:: YOUR OBJECTIVE ::
Among the entries below, find all lines that include "config" and copy them.

:: DATA ::
- Opening Delimiter -

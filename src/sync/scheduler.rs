//! Phase-based sync scheduling
//!
//! The scheduler cycles through the entity phases, each phase draining its
//! incomplete frontier one batch at a time. Completing a batch of one kind
//! typically discovers stubs of the next kind, so the cycle repeats until a
//! full pass finds nothing left to fetch.

use crate::catalog::{EntityKind, SimplifiedAlbum};
use crate::client::{BatchResolver, Fetcher, PaginatedCollector};
use crate::config::Config;
use crate::storage::CatalogStore;
use std::collections::{HashMap, HashSet};
use std::fmt;
use std::str::FromStr;
use std::sync::atomic::{AtomicBool, Ordering};
use std::sync::Arc;

/// Artists sampled per album-backfill batch
const BACKFILL_BATCH_SIZE: u32 = 10;

/// Batches between progress log lines
const PROGRESS_INTERVAL: u64 = 10;

/// The phases of one sync cycle
#[derive(Debug, Clone, Copy, PartialEq, Eq)]
pub enum SyncPhase {
    /// Resolve incomplete tracks via the batch track endpoint
    Tracks,
    /// Resolve incomplete albums via the batch album endpoint
    Albums,
    /// Resolve incomplete artists via the batch artist endpoint
    Artists,
    /// Walk the discographies of named artists, stubbing their albums
    ArtistAlbums,
    /// Terminal state: a full cycle found nothing left to fetch
    Converged,
}

impl SyncPhase {
    /// The phases of one cycle, in execution order
    pub fn cycle() -> [SyncPhase; 4] {
        [
            SyncPhase::Tracks,
            SyncPhase::Albums,
            SyncPhase::Artists,
            SyncPhase::ArtistAlbums,
        ]
    }

    fn position(&self) -> usize {
        match self {
            SyncPhase::Tracks => 0,
            SyncPhase::Albums => 1,
            SyncPhase::Artists => 2,
            SyncPhase::ArtistAlbums => 3,
            SyncPhase::Converged => 4,
        }
    }

    pub fn as_str(&self) -> &'static str {
        match self {
            SyncPhase::Tracks => "tracks",
            SyncPhase::Albums => "albums",
            SyncPhase::Artists => "artists",
            SyncPhase::ArtistAlbums => "artist-albums",
            SyncPhase::Converged => "converged",
        }
    }
}

impl fmt::Display for SyncPhase {
    fn fmt(&self, f: &mut fmt::Formatter<'_>) -> fmt::Result {
        write!(f, "{}", self.as_str())
    }
}

impl FromStr for SyncPhase {
    type Err = String;

    fn from_str(s: &str) -> Result<Self, Self::Err> {
        match s {
            "tracks" => Ok(SyncPhase::Tracks),
            "albums" => Ok(SyncPhase::Albums),
            "artists" => Ok(SyncPhase::Artists),
            "artist-albums" => Ok(SyncPhase::ArtistAlbums),
            other => Err(format!(
                "unknown phase '{}' (expected tracks, albums, artists or artist-albums)",
                other
            )),
        }
    }
}

/// Summary of a completed scheduler run
#[derive(Debug, Clone, Default)]
pub struct SyncOutcome {
    pub cycles: u64,
    pub batches: u64,
    pub converged: bool,
}

/// Drives phases over a store and fetcher until convergence or stop
pub struct SyncScheduler<'a, S: CatalogStore> {
    store: &'a mut S,
    fetcher: &'a Fetcher,
    config: &'a Config,
    stop: Arc<AtomicBool>,
    start_phase: SyncPhase,
    batches: u64,
    /// IDs the upstream returned `null` for; their rows stay incomplete
    /// and sampling must not pick them again this run
    unresolvable: HashMap<EntityKind, HashSet<String>>,
}

impl<'a, S: CatalogStore> SyncScheduler<'a, S> {
    pub fn new(
        store: &'a mut S,
        fetcher: &'a Fetcher,
        config: &'a Config,
        stop: Arc<AtomicBool>,
        start_phase: SyncPhase,
    ) -> Self {
        Self {
            store,
            fetcher,
            config,
            stop,
            start_phase,
            batches: 0,
            unresolvable: HashMap::new(),
        }
    }

    /// Runs sync cycles until convergence or the stop flag is raised
    ///
    /// A batch-level fetch failure skips to the next phase; the sampled IDs
    /// stay incomplete and are retried in a later cycle. Storage errors
    /// abort the run.
    pub async fn run(&mut self) -> crate::Result<SyncOutcome> {
        let mut outcome = SyncOutcome::default();
        let mut first_cycle = true;

        loop {
            outcome.cycles += 1;
            tracing::debug!("Starting sync cycle {}", outcome.cycles);

            // The first cycle may start mid-way; only a full cycle counts
            // for the no-progress check below
            let skip_before = if first_cycle {
                self.start_phase.position()
            } else {
                0
            };
            let batches_before = self.batches;

            for phase in SyncPhase::cycle() {
                if phase.position() < skip_before {
                    continue;
                }
                if phase == SyncPhase::ArtistAlbums && !self.config.sync.backfill_albums {
                    continue;
                }
                if self.stopped() {
                    break;
                }

                self.run_phase(phase).await?;
            }
            first_cycle = false;
            outcome.batches = self.batches;

            if self.stopped() {
                tracing::info!("Stop requested, ending sync after {} batches", self.batches);
                return Ok(outcome);
            }

            if self.converged()? {
                tracing::info!(
                    "Catalog converged after {} cycles ({} batches)",
                    outcome.cycles,
                    self.batches
                );
                outcome.converged = true;
                return Ok(outcome);
            }

            // A full cycle that completed nothing cannot converge by
            // looping again: every remaining row is unresolvable or its
            // batch keeps failing. Stop; a rerun retries them fresh.
            if skip_before == 0 && self.batches == batches_before {
                tracing::warn!(
                    "No progress in a full cycle, stopping; incomplete rows remain \
                     ({} tracks, {} albums, {} artists)",
                    self.store.count_incomplete(EntityKind::Track)?,
                    self.store.count_incomplete(EntityKind::Album)?,
                    self.store.count_incomplete(EntityKind::Artist)?,
                );
                return Ok(outcome);
            }
        }
    }

    /// Drains one phase until its sample comes back empty or a batch fails
    async fn run_phase(&mut self, phase: SyncPhase) -> crate::Result<()> {
        tracing::debug!("Entering phase {}", phase);

        loop {
            if self.stopped() {
                return Ok(());
            }

            let progressed = match phase {
                SyncPhase::Tracks => self.run_batch(EntityKind::Track).await?,
                SyncPhase::Albums => self.run_batch(EntityKind::Album).await?,
                SyncPhase::Artists => self.run_batch(EntityKind::Artist).await?,
                SyncPhase::ArtistAlbums => self.run_backfill_batch().await?,
                SyncPhase::Converged => false,
            };

            if !progressed {
                return Ok(());
            }

            self.batches += 1;
            if self.batches % PROGRESS_INTERVAL == 0 {
                self.log_progress()?;
            }
        }
    }

    /// Fetches and persists one batch of a kind
    ///
    /// Returns whether the phase made progress and should continue. A
    /// batch that persists nothing is no progress: IDs the upstream does
    /// not know come back as dropped `null` entries, and resampling them
    /// would refetch the same rows forever.
    async fn run_batch(&mut self, kind: EntityKind) -> crate::Result<bool> {
        let ids = self.sample_resolvable(kind)?;
        if ids.is_empty() {
            return Ok(false);
        }

        let resolver = BatchResolver::new(self.fetcher, &self.config.provider.api_base_url);
        let persisted: Vec<String> = match kind {
            EntityKind::Track => match resolver.resolve_tracks(&ids).await {
                Ok(tracks) => {
                    self.store.upsert_tracks(&tracks)?;
                    tracks.into_iter().map(|t| t.id).collect()
                }
                Err(e) => return Ok(self.note_batch_failure(kind, &e)),
            },
            EntityKind::Album => match resolver.resolve_albums(&ids).await {
                Ok(albums) => {
                    self.store.upsert_albums(&albums)?;
                    albums.into_iter().map(|a| a.id).collect()
                }
                Err(e) => return Ok(self.note_batch_failure(kind, &e)),
            },
            EntityKind::Artist => match resolver.resolve_artists(&ids).await {
                Ok(artists) => {
                    self.store.upsert_artists(&artists)?;
                    artists.into_iter().map(|a| a.id).collect()
                }
                Err(e) => return Ok(self.note_batch_failure(kind, &e)),
            },
        };

        self.note_unresolved(kind, &ids, &persisted);
        Ok(!persisted.is_empty())
    }

    /// Samples incomplete IDs, skipping those already found unresolvable
    fn sample_resolvable(&self, kind: EntityKind) -> crate::Result<Vec<String>> {
        let skip = self.unresolvable.get(&kind);
        let ids = self
            .store
            .sample_incomplete(kind, kind.batch_limit() as u32)?
            .into_iter()
            .filter(|id| skip.map_or(true, |set| !set.contains(id)))
            .collect();
        Ok(ids)
    }

    /// Remembers sampled IDs the upstream answered without a payload for
    fn note_unresolved(&mut self, kind: EntityKind, requested: &[String], persisted: &[String]) {
        let resolved: HashSet<&str> = persisted.iter().map(String::as_str).collect();
        let unknown: Vec<&String> = requested
            .iter()
            .filter(|id| !resolved.contains(id.as_str()))
            .collect();
        if unknown.is_empty() {
            return;
        }

        tracing::warn!(
            "{} {} IDs unknown upstream, their rows stay incomplete",
            unknown.len(),
            kind
        );
        let set = self.unresolvable.entry(kind).or_default();
        for id in unknown {
            set.insert(id.clone());
        }
    }

    fn note_batch_failure(&self, kind: EntityKind, error: &crate::FetchError) -> bool {
        tracing::warn!(
            "Batch of {}s failed, leaving IDs for a later cycle: {}",
            kind,
            error
        );
        false
    }

    /// Walks the discographies of one batch of backfill candidates
    ///
    /// An artist whose walk fails stays unmarked and is resampled later; a
    /// batch where every walk failed ends the phase so the cycle can move on.
    async fn run_backfill_batch(&mut self) -> crate::Result<bool> {
        let artists = self.store.sample_artists_pending_albums(BACKFILL_BATCH_SIZE)?;
        if artists.is_empty() {
            return Ok(false);
        }

        let collector = PaginatedCollector::new(self.fetcher, self.config.provider.page_size);
        let mut walked = 0usize;

        for artist_id in &artists {
            if self.stopped() {
                break;
            }

            let endpoint = format!(
                "{}/artists/{}/albums",
                self.config.provider.api_base_url, artist_id
            );
            match collector.try_collect::<SimplifiedAlbum>(&endpoint).await {
                Ok(albums) => {
                    let ids: Vec<String> = albums.into_iter().map(|a| a.id).collect();
                    self.store.insert_stubs(EntityKind::Album, &ids)?;
                    self.store.mark_albums_retrieved(artist_id)?;
                    walked += 1;
                }
                Err(e) => {
                    tracing::warn!(
                        "Album walk for artist {} failed, will resample: {}",
                        artist_id,
                        e
                    );
                }
            }
        }

        Ok(walked > 0)
    }

    /// Checks whether a completed cycle left nothing to fetch
    fn converged(&self) -> crate::Result<bool> {
        convergence_reached(&*self.store, self.config)
    }

    fn log_progress(&self) -> crate::Result<()> {
        tracing::info!(
            "Progress after {} batches: {} tracks, {} albums, {} artists incomplete ({} requests)",
            self.batches,
            self.store.count_incomplete(EntityKind::Track)?,
            self.store.count_incomplete(EntityKind::Album)?,
            self.store.count_incomplete(EntityKind::Artist)?,
            self.fetcher.limiter().total_requests(),
        );
        Ok(())
    }

    fn stopped(&self) -> bool {
        self.stop.load(Ordering::Relaxed)
    }
}

/// True when every incomplete count is zero and, if the backfill phase
/// participates in convergence, every named artist has been walked
pub fn convergence_reached<S: CatalogStore>(store: &S, config: &Config) -> crate::Result<bool> {
    for kind in [EntityKind::Track, EntityKind::Album, EntityKind::Artist] {
        if store.count_incomplete(kind)? > 0 {
            return Ok(false);
        }
    }

    if config.sync.backfill_albums
        && config.sync.backfill_in_convergence
        && store.count_artists_pending_albums()? > 0
    {
        return Ok(false);
    }

    Ok(true)
}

- Closing Delimiter -

:: OUTPUT BELOW ::
use crate::config::Config;
    config: &'a Config,
        config: &'a Config,
            config,
                if phase == SyncPhase::ArtistAlbums && !self.config.sync.backfill_albums {
        let resolver = BatchResolver::new(self.fetcher, &self.config.provider.api_base_url);
        let collector = PaginatedCollector::new(self.fetcher, self.config.provider.page_size);
                self.config.provider.api_base_url, artist_id
        convergence_reached(&*self.store, self.config)
pub fn convergence_reached<S: CatalogStore>(store: &S, config: &Config) -> crate::Result<bool> {
    if config.sync.backfill_albums
        && config.sync.backfill_in_convergence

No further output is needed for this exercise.